Du bist kein Gangster, du bist StudiVZ!
(Savas) Du bist cool und verdienst die Scheiße auch
Ich hab LMS geliebt, doch deine Beats macht eine Frau!
(Eko) Damals hast du die Flasche ins Gesicht bekommen
Warum hast denn du danach kein neues Gesicht bekommen?
(Orgi) Diese Lache! Und immer so sorglos
Wegen dir bekommt Cindy 50 Euro für ein Porno!“
Umformungen
Manchmal werden bereits existierende Lines nicht nur direkt übernommen, sondern umgeformt, indem lediglich die Satzstruktur übernommen wird. So erklingt noch der Originaltext im kulturellen Wissen des Rap-Ohrs. In „Radiowecker“ starten Huss und Hodn eine Relation in Richtung Stieber Twins:
„Klar, es gibt verschiedene Rapgeschmäcker, doch bei Grundschultexten ziehen mein Bruder und ich den Stecker“
wurde zu:
„Klar, es gibt verschiedene Rapgeschmäcker doch bei Homoraps ziehen Hulk Hodn und ich den Stecker“
und:
„Scheiße, jetzt bimmelt mein Radiowecker!“
zu:
„Scheiße, jetzt klingelt mein Radiowecker“ und zu: „Scheiße, jetzt klingelt mein Telefon“ .
Abschließend will ich zusammenfassen, was diese Intertextualität für eine Wirkung und Funktion hat. Sicherlich hast du schon beim Lesen bemerkt, wie dir Erinnerungsfetzen in deinen Kopf geschossen kamen.
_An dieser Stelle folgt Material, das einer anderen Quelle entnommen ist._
//! Persistence collaborators, write-behind queue and HTTP fetch utilities for harvest.

mod http;
mod queue;

use std::collections::HashMap;
use std::sync::Arc;
use std::time::Duration;

use anyhow::Context;
use async_trait::async_trait;
use chrono::{DateTime, Utc};
use harvest_core::HarvestRecord;
use rand::Rng;
use serde::Serialize;
use serde_json::Value as JsonValue;
use sha2::{Digest, Sha256};
use sqlx::postgres::{PgPool, PgPoolOptions};
use sqlx::{Postgres, Row, Transaction};
use thiserror::Error;
use tokio::sync::Mutex;
use uuid::Uuid;

pub use http::{
    classify_reqwest_error, classify_status, FetchError, FetchedResponse, HttpClientConfig,
    HttpFetcher, RetryDisposition,
};
pub use queue::{persist, QueueClosed, QueueItem, QueueStats, WriteBehindConfig, WriteBehindQueue};

pub const CRATE_NAME: &str = "harvest-storage";

/// Persistence principal a batch of records belongs to.
#[derive(Debug, Clone, PartialEq, Eq)]
pub struct Owner {
    pub id: Uuid,
    pub external_id: String,
}

/// Storage representation of one harvested record.
#[derive(Debug, Clone, PartialEq, Serialize)]
pub struct StoredRecord {
    pub owner_id: Uuid,
    pub session_ref: String,
    pub record_id: String,
    pub url: Option<String>,
    pub title: Option<String>,
    pub body: Option<String>,
    pub content_hash: String,
    pub captured_at: DateTime<Utc>,
    pub data: JsonValue,
}

impl StoredRecord {
    pub fn from_record(
        owner: &Owner,
        session_ref: &str,
        record: &HarvestRecord,
    ) -> Result<Self, PersistenceError> {
        let data = serde_json::to_value(record)?;
        let content_hash = sha256_hex(&serde_json::to_vec(&data)?);
        Ok(Self {
            owner_id: owner.id,
            session_ref: session_ref.to_string(),
            record_id: record.id.clone(),
            url: record.url.clone(),
            title: record.title.clone(),
            body: record.body.clone(),
            content_hash,
            captured_at: record.captured_at,
            data,
        })
    }
}

pub fn sha256_hex(bytes: &[u8]) -> String {
    let mut hasher = Sha256::new();
    hasher.update(bytes);
    hex::encode(hasher.finalize())
}

#[derive(Debug, Error)]
pub enum PersistenceError {
    #[error("owner {0} not found")]
    OwnerNotFound(String),
    #[error("database error: {0}")]
    Database(#[from] sqlx::Error),
    #[error("serializing record: {0}")]
    Serialization(#[from] serde_json::Error),
    #[error("{0}")]
    Message(String),
}

/// Backing store the write-behind queue persists into.
#[async_trait]
pub trait RecordStore: Send + Sync {
    async fn resolve_owner(&self, owner_id: &str) -> Result<Owner, PersistenceError>;

    /// Opens one atomic unit of work. Dropping the transaction without
    /// calling `commit` discards everything written through it.
    async fn begin(&self) -> Result<Box<dyn RecordTransaction>, PersistenceError>;
}

#[async_trait]
pub trait RecordTransaction: Send {
    async fn write_records(&mut self, records: &[StoredRecord]) -> Result<u64, PersistenceError>;
    async fn commit(self: Box<Self>) -> Result<(), PersistenceError>;
}

/// Exponential delay with additive jitter and a hard ceiling.
#[derive(Debug, Clone, Copy)]
pub struct BackoffPolicy {
    pub base_delay: Duration,
    pub max_delay: Duration,
    pub max_jitter: Duration,
}

impl Default for BackoffPolicy {
    fn default() -> Self {
        Self {
            base_delay: Duration::from_millis(1000),
            max_delay: Duration::from_secs(30),
            max_jitter: Duration::from_millis(1000),
        }
    }
}

impl BackoffPolicy {
    /// Delay before the next try of an item that has failed `attempts` times.
    pub fn delay_for_attempt(&self, attempts: u32) -> Duration {
        let jitter_ms = self.max_jitter.as_millis() as u64;
        let jitter = if jitter_ms == 0 {
            Duration::ZERO
        } else {
            Duration::from_millis(rand::thread_rng().gen_range(0..jitter_ms))
        };
        self.delay_with_jitter(attempts, jitter)
    }

    pub fn delay_with_jitter(&self, attempts: u32, jitter: Duration) -> Duration {
        let exponent = attempts.saturating_sub(1);
        let factor = 1u32.checked_shl(exponent).unwrap_or(u32::MAX);
        self.base_delay
            .saturating_mul(factor)
            .saturating_add(jitter)
            .min(self.max_delay)
    }
}

#[derive(Debug, Clone)]
pub struct PgRecordStore {
    pool: PgPool,
}

impl PgRecordStore {
    pub fn new(pool: PgPool) -> Self {
        Self { pool }
    }

    pub async fn connect(database_url: &str) -> anyhow::Result<Self> {
        let pool = PgPoolOptions::new()
            .max_connections(10)
            .connect(database_url)
            .await
            .context("connecting to postgres")?;
        Ok(Self { pool })
    }

    pub fn pool(&self) -> &PgPool {
        &self.pool
    }

    pub async fn migrate(&self) -> anyhow::Result<()> {
        sqlx::migrate!("../../migrations")
            .run(&self.pool)
            .await
            .context("running harvest migrations")
    }
}

const UPSERT_OWNER_SQL: &str = r#"
    INSERT INTO harvest_owners (external_id)
    VALUES ($1)
    ON CONFLICT (external_id) DO UPDATE SET external_id = EXCLUDED.external_id
    RETURNING id, external_id
"#;

#[async_trait]
impl RecordStore for PgRecordStore {
    async fn resolve_owner(&self, owner_id: &str) -> Result<Owner, PersistenceError> {
        // Owners are created on first use; the no-op update makes RETURNING
        // yield the existing row on conflict.
        let row = sqlx::query(UPSERT_OWNER_SQL)
            .bind(owner_id)
            .fetch_one(&self.pool)
            .await?;

        Ok(Owner {
            id: row.try_get("id")?,
            external_id: row.try_get("external_id")?,
        })
    }

    async fn begin(&self) -> Result<Box<dyn RecordTransaction>, PersistenceError> {
        let tx = self.pool.begin().await?;
        Ok(Box::new(PgRecordTransaction { tx }))
    }
}

struct PgRecordTransaction {
    tx: Transaction<'static, Postgres>,
}

#[async_trait]
impl RecordTransaction for PgRecordTransaction {
    async fn write_records(&mut self, records: &[StoredRecord]) -> Result<u64, PersistenceError> {
        let mut written = 0u64;
        for record in records {
            let result = sqlx::query(
                r#"
                INSERT INTO harvest_records
                       (owner_id, session_ref, record_id, url, title, body,
                        content_hash, captured_at, data_json)
                VALUES ($1, $2, $3, $4, $5, $6, $7, $8, $9)
                ON CONFLICT (owner_id, record_id) DO UPDATE
                   SET session_ref = EXCLUDED.session_ref,
                       url = EXCLUDED.url,
                       title = EXCLUDED.title,
                       body = EXCLUDED.body,
                       content_hash = EXCLUDED.content_hash,
                       captured_at = EXCLUDED.captured_at,
                       data_json = EXCLUDED.data_json,
                       updated_at = NOW()
                 WHERE harvest_records.content_hash <> EXCLUDED.content_hash
                "#,
            )
            .bind(record.owner_id)
            .bind(&record.session_ref)
            .bind(&record.record_id)
            .bind(record.url.as_deref())
            .bind(record.title.as_deref())
            .bind(record.body.as_deref())
            .bind(&record.content_hash)
            .bind(record.captured_at)
            .bind(&record.data)
            .execute(&mut *self.tx)
            .await?;
            written += result.rows_affected();
        }
        Ok(written)
    }

    async fn commit(self: Box<Self>) -> Result<(), PersistenceError> {
        self.tx.commit().await?;
        Ok(())
    }
}

/// Process-local store used when no database is configured, and by tests.
#[derive(Debug, Clone, Default)]
pub struct MemoryRecordStore {
    state: Arc<Mutex<MemoryState>>,
}

#[derive(Debug, Default)]
struct MemoryState {
    strict_owners: bool,
    owners: HashMap<String, Owner>,
    records: Vec<StoredRecord>,
    fail_remaining: u32,
    write_attempts: u32,
}

impl MemoryRecordStore {
    /// Owners are registered on first use.
    pub fn new() -> Self {
        Self::default()
    }

    /// Only owners added through [`MemoryRecordStore::register_owner`] resolve.
    pub fn strict() -> Self {
        Self {
            state: Arc::new(Mutex::new(MemoryState {
                strict_owners: true,
                ..Default::default()
            })),
        }
    }

    pub async fn register_owner(&self, external_id: &str) -> Owner {
        let mut state = self.state.lock().await;
        state
            .owners
            .entry(external_id.to_string())
            .or_insert_with(|| Owner {
                id: Uuid::new_v4(),
                external_id: external_id.to_string(),
            })
            .clone()
    }

    /// Makes the next `count` record writes fail.
    pub async fn fail_next(&self, count: u32) {
        self.state.lock().await.fail_remaining = count;
    }

    /// Committed records in commit order.
    pub async fn records(&self) -> Vec<StoredRecord> {
        self.state.lock().await.records.clone()
    }

    pub async fn write_attempts(&self) -> u32 {
        self.state.lock().await.write_attempts
    }
}

#[async_trait]
impl RecordStore for MemoryRecordStore {
    async fn resolve_owner(&self, owner_id: &str) -> Result<Owner, PersistenceError> {
        {
            let state = self.state.lock().await;
            if let Some(owner) = state.owners.get(owner_id) {
                return Ok(owner.clone());
            }
            if state.strict_owners {
                return Err(PersistenceError::OwnerNotFound(owner_id.to_string()));
            }
        }
        Ok(self.register_owner(owner_id).await)
    }

    async fn begin(&self) -> Result<Box<dyn RecordTransaction>, PersistenceError> {
        Ok(Box::new(MemoryTransaction {
            state: Arc::clone(&self.state),
            pending: Vec::new(),
        }))
    }
}

struct MemoryTransaction {
    state: Arc<Mutex<MemoryState>>,
    pending: Vec<StoredRecord>,
}

#[async_trait]
impl RecordTransaction for MemoryTransaction {
    async fn write_records(&mut self, records: &[StoredRecord]) -> Result<u64, PersistenceError> {
        let mut state = self.state.lock().await;
        state.write_attempts += 1;
        if state.fail_remaining > 0 {
            state.fail_remaining -= 1;
            return Err(PersistenceError::Message("injected write failure".to_string()));
        }
        drop(state);
        self.pending.extend_from_slice(records);
        Ok(records.len() as u64)
    }

    async fn commit(self: Box<Self>) -> Result<(), PersistenceError> {
        let this = *self;
        let mut state = this.state.lock().await;
        state.records.extend(this.pending);
        Ok(())
    }
}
Die Intertextualität funktioniert bereits beim Lesen, das heißt, dass Texte nicht nur untereinander in Beziehung stehen, sondern eben auch mit der Kultur, der Gesellschaft und dem ganzen übergeordneten Diskurs. Der „Leser“ , der sich auskennt oder auch nicht auskennt wird nun im „Lernprozess“ immer wieder auf Stellen stoßen, für deren Verständnis er sich mit entsprechenden Mitteln informieren muss. Somit wird er aktiv gefordert, sich mit der Kultur, auf die sich dieser oder jener Text bezieht, auseinanderzusetzen.
Zudem bekommt der Text durch die Intertextualität einen neuen Sinn. Wenn einem zum Beispiel die ganzen Namen, die Marsimoto in „Todesliste“ erwähnt, nichts sagen, oder man nur „Wir werden jetzt Stars“ von K.I.Z., aber nicht den Song von Torch kennt, dann versteht man den Inhalt des Textes als individuelles Stück. Ist dies aber nicht der Fall und das kulturelle Wissen ist bespickt mit allerlei Informationen aus dem Diskurs um HipHop und Rap, so erhält der Text im Kontext jenen Diskurses noch mehr Bedeutung bzw. einen neuen Sinn.